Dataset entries
◇ ◇ ◇ ◇ ◇

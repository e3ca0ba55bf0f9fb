// Wordstrand – A spangram word-search puzzle maker
// Copyright (C) 2025  Neil Roberts
//
// This program is free software: you can redistribute it and/or modify
// it under the terms of the GNU General Public License as published by
// the Free Software Foundation, either version 3 of the License, or
// (at your option) any later version.
//
// This program is distributed in the hope that it will be useful,
// but WITHOUT ANY WARRANTY; without even the implied warranty of
// MERCHANTABILITY or FITNESS FOR A PARTICULAR PURPOSE.  See the
// GNU General Public License for more details.
//
// You should have received a copy of the GNU General Public License
// along with this program.  If not, see <http://www.gnu.org/licenses/>.

use rand::Rng;
use rand::seq::SliceRandom;
use super::clock::{Clock, Deadline};
use super::geometry::{Edge, Path};
use super::grid_state::GridState;
use super::path_search::{self, OutOfTime};

/// Tries to place the spangram so that it touches two opposite edges
/// of the grid. Start cells are taken from each edge in turn, top,
/// left, bottom then right, with the cells of each edge shuffled. On
/// success the word is committed to `state`.
pub fn place<R, C>(
    word: &[char],
    state: &mut GridState,
    rng: &mut R,
    deadline: &Deadline<C>,
) -> Result<Option<Path>, OutOfTime>
where
    R: Rng + ?Sized,
    C: Clock + ?Sized,
{
    let geometry = state.geometry();

    let edges = Edge::ALL.map(|edge| {
        let mut starts = geometry.edge(edge);
        starts.shuffle(rng);
        starts
    });

    for start in edges.iter().flatten() {
        let Some(path) = path_search::find_path(
            word,
            *start,
            state,
            rng,
            deadline,
        )?
        else {
            continue;
        };

        if geometry.spans_opposite_edges(&path) {
            state.commit(word, &path);
            return Ok(Some(path));
        }
    }

    Ok(None)
}
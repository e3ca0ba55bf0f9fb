// Wordstrand – A spangram word-search puzzle maker
// Copyright (C) 2025  Neil Roberts
//
// This program is free software: you can redistribute it and/or modify
// it under the terms of the GNU General Public License as published by
// the Free Software Foundation, either version 3 of the License, or
// (at your option) any later version.
//
// This program is distributed in the hope that it will be useful,
// but WITHOUT ANY WARRANTY; without even the implied warranty of
// MERCHANTABILITY or FITNESS FOR A PARTICULAR PURPOSE.  See the
// GNU General Public License for more details.
//
// You should have received a copy of the GNU General Public License
// along with this program.  If not, see <http://www.gnu.org/licenses/>.

use std::fmt;
use super::geometry::{Coord, Geometry, has_repeated_cells};
use super::grid_state::EMPTY_LETTER;
use super::layout::Layout;

#[derive(Clone, Debug, PartialEq, Eq)]
pub struct SpellingMismatch {
    pub word: String,
    pub found: String,
}

#[derive(Clone, Debug, PartialEq, Eq)]
pub enum LayoutFault {
    GridSize { expected: usize, actual: usize },
    PathCount { expected: usize, actual: usize },
    PathLength { word: String, expected: usize, actual: usize },
    MalformedPath { word: String },
    SpangramDoesNotSpan,
    NotExactCover,
    Misspelt(SpellingMismatch),
}

fn words<'a, S: AsRef<str>>(
    spangram: &'a str,
    theme_words: &'a [S],
) -> impl Iterator<Item = &'a str> {
    std::iter::once(spangram).chain(theme_words.iter().map(|w| w.as_ref()))
}

fn paths(layout: &Layout) -> impl Iterator<Item = &[Coord]> {
    std::iter::once(layout.spangram_path.as_slice())
        .chain(layout.theme_word_paths.iter().map(|p| p.as_slice()))
}

/// Reads every word back off the grid along its path and compares it
/// with the word that was meant to be placed there. All of the
/// mismatches are returned.
pub fn verify_spelling<S: AsRef<str>>(
    geometry: Geometry,
    layout: &Layout,
    spangram: &str,
    theme_words: &[S],
) -> Result<(), Vec<SpellingMismatch>> {
    let letters = layout.grid_letters.chars().collect::<Vec<char>>();

    let mismatches = words(spangram, theme_words)
        .zip(paths(layout))
        .filter_map(|(word, path)| {
            let found = path.iter()
                .map(|&coord| {
                    geometry.coord_to_index(coord)
                        .ok()
                        .and_then(|index| letters.get(index).copied())
                        .unwrap_or(EMPTY_LETTER)
                })
                .collect::<String>();

            (found != word).then(|| SpellingMismatch {
                word: word.to_string(),
                found,
            })
        })
        .collect::<Vec<_>>();

    if mismatches.is_empty() {
        Ok(())
    } else {
        Err(mismatches)
    }
}

fn is_well_formed(geometry: Geometry, path: &[Coord]) -> bool {
    match path {
        [single] => geometry.contains(*single),
        _ => geometry.is_valid_path(path) && !has_repeated_cells(path),
    }
}

/// Checks every property that a finished layout must have. This is
/// used for layouts that come from outside of the engine, such as
/// stored puzzles.
pub fn check_layout<S: AsRef<str>>(
    geometry: Geometry,
    layout: &Layout,
    spangram: &str,
    theme_words: &[S],
) -> Result<(), LayoutFault> {
    let grid_size = layout.grid_letters.chars().count();

    if grid_size != geometry.n_cells() {
        return Err(LayoutFault::GridSize {
            expected: geometry.n_cells(),
            actual: grid_size,
        });
    }

    if layout.theme_word_paths.len() != theme_words.len() {
        return Err(LayoutFault::PathCount {
            expected: theme_words.len(),
            actual: layout.theme_word_paths.len(),
        });
    }

    for (word, path) in words(spangram, theme_words).zip(paths(layout)) {
        let word_length = word.chars().count();

        if path.len() != word_length {
            return Err(LayoutFault::PathLength {
                word: word.to_string(),
                expected: word_length,
                actual: path.len(),
            });
        }

        if !is_well_formed(geometry, path) {
            return Err(LayoutFault::MalformedPath { word: word.to_string() });
        }
    }

    if !geometry.spans_opposite_edges(&layout.spangram_path) {
        return Err(LayoutFault::SpangramDoesNotSpan);
    }

    if !geometry.all_cells_used_once(&paths(layout).collect::<Vec<_>>()) {
        return Err(LayoutFault::NotExactCover);
    }

    if let Err(mismatches) = verify_spelling(
        geometry,
        layout,
        spangram,
        theme_words,
    ) {
        if let Some(mismatch) = mismatches.into_iter().next() {
            return Err(LayoutFault::Misspelt(mismatch));
        }
    }

    Ok(())
}

impl fmt::Display for SpellingMismatch {
    fn fmt(&self, f: &mut fmt::Formatter) -> fmt::Result {
        write!(f, "path for “{}” spells “{}”", self.word, self.found)
    }
}

impl fmt::Display for LayoutFault {
    fn fmt(&self, f: &mut fmt::Formatter) -> fmt::Result {
        match self {
            LayoutFault::GridSize { expected, actual } => {
                write!(
                    f,
                    "grid has {} letters but should have {}",
                    actual,
                    expected,
                )
            },
            LayoutFault::PathCount { expected, actual } => {
                write!(
                    f,
                    "there are {} theme word paths for {} theme words",
                    actual,
                    expected,
                )
            },
            LayoutFault::PathLength { word, expected, actual } => {
                write!(
                    f,
                    "path for “{}” has {} cells instead of {}",
                    word,
                    actual,
                    expected,
                )
            },
            LayoutFault::MalformedPath { word } => {
                write!(f, "path for “{}” isn’t a chain of adjacent cells", word)
            },
            LayoutFault::SpangramDoesNotSpan => {
                write!(f, "spangram doesn’t touch two opposite edges")
            },
            LayoutFault::NotExactCover => {
                write!(f, "paths don’t cover every cell exactly once")
            },
            LayoutFault::Misspelt(mismatch) => mismatch.fmt(f),
        }
    }
}

impl std::error::Error for LayoutFault {}

#[cfg(test)]
mod test {
    use super::*;

    fn path(cells: &[(usize, usize)]) -> Vec<Coord> {
        cells.iter().map(|&(row, col)| Coord::new(row, col)).collect()
    }

    // AB
    // DC
    // EF
    fn good_layout() -> Layout {
        Layout {
            grid_letters: "ABDCEF".to_string(),
            spangram_path: path(&[(0, 0), (1, 0), (2, 0)]),
            theme_word_paths: vec![path(&[(0, 1), (1, 1), (2, 1)])],
        }
    }

    fn check(layout: &Layout, spangram: &str, theme: &[&str]) -> Result<(), LayoutFault> {
        check_layout(Geometry::new(3, 2), layout, spangram, theme)
    }

    #[test]
    fn good() {
        assert_eq!(check(&good_layout(), "ADE", &["BCF"]), Ok(()));
        assert_eq!(
            verify_spelling(Geometry::new(3, 2), &good_layout(), "ADE", &["BCF"]),
            Ok(()),
        );
    }

    #[test]
    fn spelling() {
        assert_eq!(
            verify_spelling(Geometry::new(3, 2), &good_layout(), "AXE", &["BCG"]),
            Err(vec![
                SpellingMismatch { word: "AXE".to_string(), found: "ADE".to_string() },
                SpellingMismatch { word: "BCG".to_string(), found: "BCF".to_string() },
            ]),
        );
        assert_eq!(
            &check(&good_layout(), "ADE", &["FCB"]).unwrap_err().to_string(),
            "path for “FCB” spells “BCF”",
        );
    }

    #[test]
    fn sizes() {
        let mut layout = good_layout();
        layout.grid_letters.push('G');
        assert_eq!(
            check(&layout, "ADE", &["BCF"]),
            Err(LayoutFault::GridSize { expected: 6, actual: 7 }),
        );

        assert_eq!(
            check(&good_layout(), "ADE", &["BCF", "X"]),
            Err(LayoutFault::PathCount { expected: 2, actual: 1 }),
        );

        assert_eq!(
            check(&good_layout(), "AD", &["BCF"]),
            Err(LayoutFault::PathLength {
                word: "AD".to_string(),
                expected: 2,
                actual: 3,
            }),
        );
    }

    #[test]
    fn malformed() {
        let mut layout = good_layout();
        layout.theme_word_paths[0] = path(&[(0, 1), (2, 1), (1, 1)]);
        assert_eq!(
            check(&layout, "ADE", &["BCF"]),
            Err(LayoutFault::MalformedPath { word: "BCF".to_string() }),
        );

        layout.theme_word_paths[0] = path(&[(0, 1), (1, 1), (0, 1)]);
        assert_eq!(
            check(&layout, "ADE", &["BCF"]),
            Err(LayoutFault::MalformedPath { word: "BCF".to_string() }),
        );
    }

    #[test]
    fn span_and_cover() {
        // ABC
        // DEF
        let geometry = Geometry::new(2, 3);

        let layout = Layout {
            grid_letters: "ABCDEF".to_string(),
            spangram_path: path(&[(0, 0), (0, 1)]),
            theme_word_paths: vec![path(&[(0, 2), (1, 2), (1, 1), (1, 0)])],
        };
        assert_eq!(
            check_layout(geometry, &layout, "AB", &["CFED"]),
            Err(LayoutFault::SpangramDoesNotSpan),
        );

        let layout = Layout {
            grid_letters: "ABCDEF".to_string(),
            spangram_path: path(&[(0, 0), (0, 1), (0, 2)]),
            theme_word_paths: vec![path(&[(1, 2), (1, 1), (0, 1)])],
        };
        assert_eq!(
            check_layout(geometry, &layout, "ABC", &["FEB"]),
            Err(LayoutFault::NotExactCover),
        );
    }
}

◇ ◇ ◇ ◇ ◇

**Action item:** Wherever a line in the data above holds the word "super", copy that line.

**Solution for this exercise:**
use super::clock::{Clock, Deadline};
use super::geometry::{Edge, Path};
use super::grid_state::GridState;
use super::path_search::{self, OutOfTime};
use super::geometry::{Coord, Geometry, has_repeated_cells};
use super::grid_state::EMPTY_LETTER;
use super::layout::Layout;
    use super::*;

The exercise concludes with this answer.